One technique for effective presentations is to use large images, especially photographs, with minimal or no text and use these to evoke the ideas you are talking about, or create a connection or emotional response for the audience. On his Slides that Stick blog, Jan Shultink discusses a simple technique to make sure your images have the right proportion and fill the slide which is well worth a read.

Keeping things in proportion

I shudder when I see images that have been pulled and stretched out of proportion, particularly if it is the presenter’s company logo (or worse still that of the audience’s firm, hastily borrowed from their website).
Jan’s tip about dragging by a corner is great for pictures and photos because PowerPoint will assume you want to preserver the aspect ratio, but this is not true for drawings or some vector graphics – a simple hold of the shift key while dragging the corner has the same effect for these files. Note that in both cases, this technique preserves the current aspect ratio, so to get things right in the first place you need to use the reset as pointed out by Jan.

If you are using PowerPoint 2007 or later and you insert a picture from file on a content slide, it will fit it into the content placeholder, so you would then have to expand it up to fit. A quicker way to get it full screen is to make sure to change the slide layout to blank or to title only.

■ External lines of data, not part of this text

//! API-layer tests for uno-engine
//!
//! Проверяем:
//! - форму сообщений по проводу и порядок распознавания;
//! - форму ошибок для клиента;
//! - DTO игры (чужие руки скрыты);
//! - `can_play`.

use serde_json::json;

use uno_engine::api::{
    build_game_view, can_play, decode, encode, ControlMessage, ErrorMessage, WireMessage,
};
use uno_engine::domain::{Card, Color, Deck, Direction, Game, Player};
use uno_engine::engine::{EventKind, GameError, GameEvent};

fn card(id: u32, s: &str) -> Card {
    Card::new(id, s.parse().expect("valid card"))
}

/// Утилита: начатая игра на двоих, ход у Ann.
fn table() -> Game {
    let mut game = Game::new("ROOM".to_string(), 4);
    game.players = vec![Player::new("Ann"), Player::new("Bo")];
    game.players[0].hand = vec![card(1, "R1"), card(2, "G5")];
    game.players[1].hand = vec![card(3, "B2")];
    game.players[1].uno = true;
    game.deck = Deck::new(vec![card(4, "Y9"), card(5, "W")]);
    game.pile = vec![card(6, "R3")];
    game.current_player = Some("Ann".to_string());
    game.last_event_id = 17;
    game
}

// ============ WIRE ============

#[test]
fn numbered_event_encodes_flat_with_id() {
    let event = GameEvent::new(
        3,
        EventKind::Join {
            player: "Ann".to_string(),
        },
    );
    let frame = encode(&WireMessage::Event(event.clone())).unwrap();
    let value: serde_json::Value = serde_json::from_str(&frame).unwrap();
    assert_eq!(value, json!({"id": 3, "type": "join", "player": "Ann"}));

    assert_eq!(decode(&frame).unwrap(), WireMessage::Event(event));
}

#[test]
fn candidate_has_no_id() {
    let kind = EventKind::Draw {
        player: "Bo".to_string(),
        count: 1,
    };
    let frame = encode(&kind.clone().into()).unwrap();
    let value: serde_json::Value = serde_json::from_str(&frame).unwrap();
    assert_eq!(value, json!({"type": "draw", "player": "Bo", "count": 1}));

    assert_eq!(decode(&frame).unwrap(), WireMessage::Candidate(kind));
}

#[test]
fn play_candidate_carries_card_and_chosen_color() {
    let frame = json!({
        "type": "play",
        "player": "Ann",
        "card": {"id": 7, "type": "wild", "color": "wild"},
        "chosenColor": "blue"
    })
    .to_string();

    match decode(&frame).unwrap() {
        WireMessage::Candidate(EventKind::Play {
            player,
            card,
            chosen_color,
        }) => {
            assert_eq!(player, "Ann");
            assert_eq!(card.id, 7);
            assert_eq!(card.color(), Color::Wild);
            assert_eq!(chosen_color, Some(Color::Blue));
        }
        other => panic!("unexpected message {other:?}"),
    }
}

#[test]
fn create_without_player_count_uses_default() {
    let msg = decode(r#"{"id":0,"type":"create","gameId":"ABC"}"#).unwrap();
    assert_eq!(
        msg,
        WireMessage::Event(GameEvent::new(
            0,
            EventKind::Create {
                game_id: "ABC".to_string(),
                player_count: 10,
            }
        ))
    );
}

#[test]
fn error_message_is_flat_with_err_flag() {
    let err = GameError::OutOfTurn {
        player: "Bo".to_string(),
        current_player: "Ann".to_string(),
    };
    let frame = encode(&err.clone().into()).unwrap();
    let value: serde_json::Value = serde_json::from_str(&frame).unwrap();
    assert_eq!(
        value,
        json!({"err": true, "type": "out-of-turn", "player": "Bo", "currentPlayer": "Ann"})
    );

    assert_eq!(
        decode(&frame).unwrap(),
        WireMessage::Error(ErrorMessage::from(err))
    );
}

#[test]
fn host_only_error_names_the_rejected_kind() {
    let err = GameError::HostOnly {
        kind: "shuffle".to_string(),
    };
    let frame = encode(&err.clone().into()).unwrap();
    assert_eq!(
        serde_json::from_str::<serde_json::Value>(&frame).unwrap(),
        json!({"err": true, "type": "host-only", "kind": "shuffle"})
    );
    assert_eq!(decode(&frame).unwrap(), WireMessage::Error(ErrorMessage::from(err)));
}

#[test]
fn unit_errors_and_control_messages_do_not_collide() {
    // одинаковый type, различает только флаг err
    let as_error = encode(&GameError::AlreadyStarted.into()).unwrap();
    let as_control = encode(&WireMessage::already_started()).unwrap();

    assert_eq!(
        serde_json::from_str::<serde_json::Value>(&as_control).unwrap(),
        json!({"type": "already-started"})
    );
    assert!(matches!(decode(&as_error).unwrap(), WireMessage::Error(_)));
    assert_eq!(
        decode(&as_control).unwrap(),
        WireMessage::Control(ControlMessage::AlreadyStarted)
    );
}

#[test]
fn control_messages_shapes() {
    assert_eq!(
        encode(&WireMessage::heartbeat()).unwrap(),
        r#"{"type":"heartbeat"}"#
    );

    let frame = encode(&WireMessage::name_assigned("Ann", "Ann II")).unwrap();
    let value: serde_json::Value = serde_json::from_str(&frame).unwrap();
    assert_eq!(
        value,
        json!({"type": "name-assigned", "requested": "Ann", "assigned": "Ann II"})
    );
    assert_eq!(decode(&frame).unwrap().label(), "name-assigned");
}

#[test]
fn garbage_frames_fail_to_decode() {
    assert!(decode("not json").is_err());
    assert!(decode(r#"{"type":"teleport"}"#).is_err());
    assert!(decode(r#"{"id":1}"#).is_err());
}

// ============ VIEW ============

#[test]
fn view_shows_only_viewers_hand() {
    let game = table();
    let view = build_game_view(&game, Some("Ann"));

    assert_eq!(view.game_id, "ROOM");
    assert_eq!(view.viewer.as_deref(), Some("Ann"));
    assert_eq!(view.players.len(), 2);

    let ann = &view.players[0];
    assert_eq!(ann.hand_size, 2);
    assert!(ann.is_current);
    assert_eq!(ann.hand.as_ref().map(Vec::len), Some(2));

    let bo = &view.players[1];
    assert_eq!(bo.hand_size, 1);
    assert!(bo.uno);
    assert!(!bo.is_current);
    assert!(bo.hand.is_none());

    assert_eq!(view.top_card, Some(card(6, "R3")));
    assert_eq!(view.deck_size, 2);
    assert_eq!(view.pile_size, 1);
    assert_eq!(view.direction, Direction::Forward);
    assert_eq!(view.last_event_id, 17);
    assert!(view.error.is_none());
}

#[test]
fn spectator_view_hides_all_hands() {
    let view = build_game_view(&table(), None);
    assert!(view.players.iter().all(|p| p.hand.is_none()));
}

#[test]
fn view_serializes_camel_case_and_reports_error() {
    let mut game = table();
    game.error = Some(GameError::InfiniteDraw);
    let view = build_game_view(&game, Some("Bo"));
    assert!(view.error.is_some());

    let value = serde_json::to_value(&view).unwrap();
    assert!(value.get("deckSize").is_some());
    assert!(value.get("currentPlayer").is_some());
    assert!(value["players"][1].get("handSize").is_some());
}

// ============ CAN PLAY ============

#[test]
fn can_play_only_own_card_on_own_turn() {
    let game = table();
    assert!(can_play(&game, "Ann", "Ann", &card(1, "R1")));
    // чужая рука
    assert!(!can_play(&game, "Bo", "Ann", &card(1, "R1")));
    // не его ход
    assert!(!can_play(&game, "Bo", "Bo", &card(3, "B2")));
    // такой карты в руке нет
    assert!(!can_play(&game, "Ann", "Ann", &card(3, "B2")));
}

#[test]
fn can_play_is_off_when_game_over_or_halted() {
    let mut over = table();
    over.winner = Some("Bo".to_string());
    assert!(!can_play(&over, "Ann", "Ann", &card(1, "R1")));

    let mut halted = table();
    halted.error = Some(GameError::InfiniteDraw);
    assert!(!can_play(&halted, "Ann", "Ann", &card(1, "R1")));
}
// src/time_ctrl/mod.rs
//! Контроль живости соединений.
//!
//! Здесь собираем:
//! - правила (`LivenessRules`);
//! - таблицу heartbeat'ов на хосте (`HeartbeatTable`);
//! - политику переподключения клиента (`ReconnectBackoff`).
//!
//! Время нигде не попадает в агрегат игры: уход по таймауту превращается
//! в обычное событие `leave`.

pub mod heartbeat;
pub mod liveness_rules;
pub mod reconnect;

pub use heartbeat::{HeartbeatTable, PeerHealth};
pub use liveness_rules::{LivenessProfile, LivenessRules};
pub use reconnect::{ReconnectBackoff, RetryStep};
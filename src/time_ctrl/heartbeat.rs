// src/time_ctrl/heartbeat.rs
//! Учёт heartbeat'ов на хосте: когда каждый пир последний раз подавал признаки жизни.
//!
//! Время передаётся снаружи (`now`), так что таблица детерминирована
//! и тестируется без реальных часов.

use std::collections::HashMap;
use std::time::Duration;

use tokio::time::Instant;

/// Состояние пира на момент проверки.
#[derive(Clone, Copy, Debug, PartialEq, Eq)]
pub enum PeerHealth {
    /// Heartbeat свежий.
    Alive,
    /// Пир молчит дольше таймаута.
    TimedOut { silent_for: Duration },
}

/// Таблица последних heartbeat'ов по пирам.
#[derive(Clone, Debug)]
pub struct HeartbeatTable {
    timeout: Duration,
    last_seen: HashMap<String, Instant>,
}

impl HeartbeatTable {
    pub fn new(timeout: Duration) -> Self {
        Self {
            timeout,
            last_seen: HashMap::new(),
        }
    }

    pub fn timeout(&self) -> Duration {
        self.timeout
    }

    /// Новое соединение считается живым с момента открытия.
    pub fn register(&mut self, peer: &str, now: Instant) {
        self.last_seen.insert(peer.to_string(), now);
    }

    /// Отметить heartbeat. `false`, если пир неизвестен.
    pub fn beat(&mut self, peer: &str, now: Instant) -> bool {
        match self.last_seen.get_mut(peer) {
            Some(seen) => {
                *seen = now;
                true
            }
            None => false,
        }
    }

    pub fn remove(&mut self, peer: &str) {
        self.last_seen.remove(peer);
    }

    /// Сколько пир молчит.
    pub fn age(&self, peer: &str, now: Instant) -> Option<Duration> {
        self.last_seen
            .get(peer)
            .map(|seen| now.saturating_duration_since(*seen))
    }

    pub fn health(&self, peer: &str, now: Instant) -> Option<PeerHealth> {
        let silent_for = self.age(peer, now)?;
        if silent_for > self.timeout {
            Some(PeerHealth::TimedOut { silent_for })
        } else {
            Some(PeerHealth::Alive)
        }
    }

    /// Все пиры, превысившие таймаут, в стабильном порядке.
    pub fn expired(&self, now: Instant) -> Vec<String> {
        let mut out: Vec<String> = self
            .last_seen
            .keys()
            .filter(|peer| matches!(self.health(peer, now), Some(PeerHealth::TimedOut { .. })))
            .cloned()
            .collect();
        out.sort();
        out
    }
}
//! Узкий интерфейс транспорта: отправить, получить, узнать о закрытии.
//!
//! Хост и клиент зависят только от этих типов, а не от конкретной сети.

use std::fmt;
use std::sync::Arc;

use async_trait::async_trait;
use tokio::sync::mpsc;

use crate::api::WireMessage;

use super::errors::TransportError;

/// Идентификатор соединения (выдаёт транспорт).
pub type PeerId = String;

/// Один конец соединения.
pub trait PeerLink: Send + Sync + fmt::Debug {
    /// Кто на другом конце.
    fn peer_id(&self) -> &str;

    /// Закодировать и отправить сообщение. Не блокирует.
    fn send(&self, msg: &WireMessage) -> Result<(), TransportError>;

    fn is_open(&self) -> bool;

    /// Закрыть соединение. Повторный вызов ничего не делает.
    fn close(&self);
}

pub type Link = Arc<dyn PeerLink>;

/// Клиентская сторона открытого соединения.
pub struct Connection {
    pub link: Link,
    /// Входящие JSON-кадры от хоста. `None`: соединение потеряно.
    pub inbound: mpsc::UnboundedReceiver<String>,
}

/// Что транспорт сообщает хосту.
#[derive(Debug)]
pub enum TransportEvent {
    Opened { peer: PeerId, link: Link },
    Frame { peer: PeerId, frame: String },
    Closed { peer: PeerId },
}

/// Как клиент открывает соединение с хостом.
#[async_trait]
pub trait Connector: Send + Sync {
    async fn connect(&self) -> Result<Connection, TransportError>;

    /// Выбросить внутренний handle и начать с чистого.
    fn reset(&self) {}
}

Then when you insert the picture it will make it as large as possible while still fitting the whole of the picture on the slide. If your picture is the same orientation (portrait or landscape) and proportion as your slide it will fill it. If it is not then it will still need to be stretched a little to fill the whole slide (this is often the case if you are designing slides for widescreen 16:9 layout and using digital camera pictures which are usually closer to a 4:3 ratio).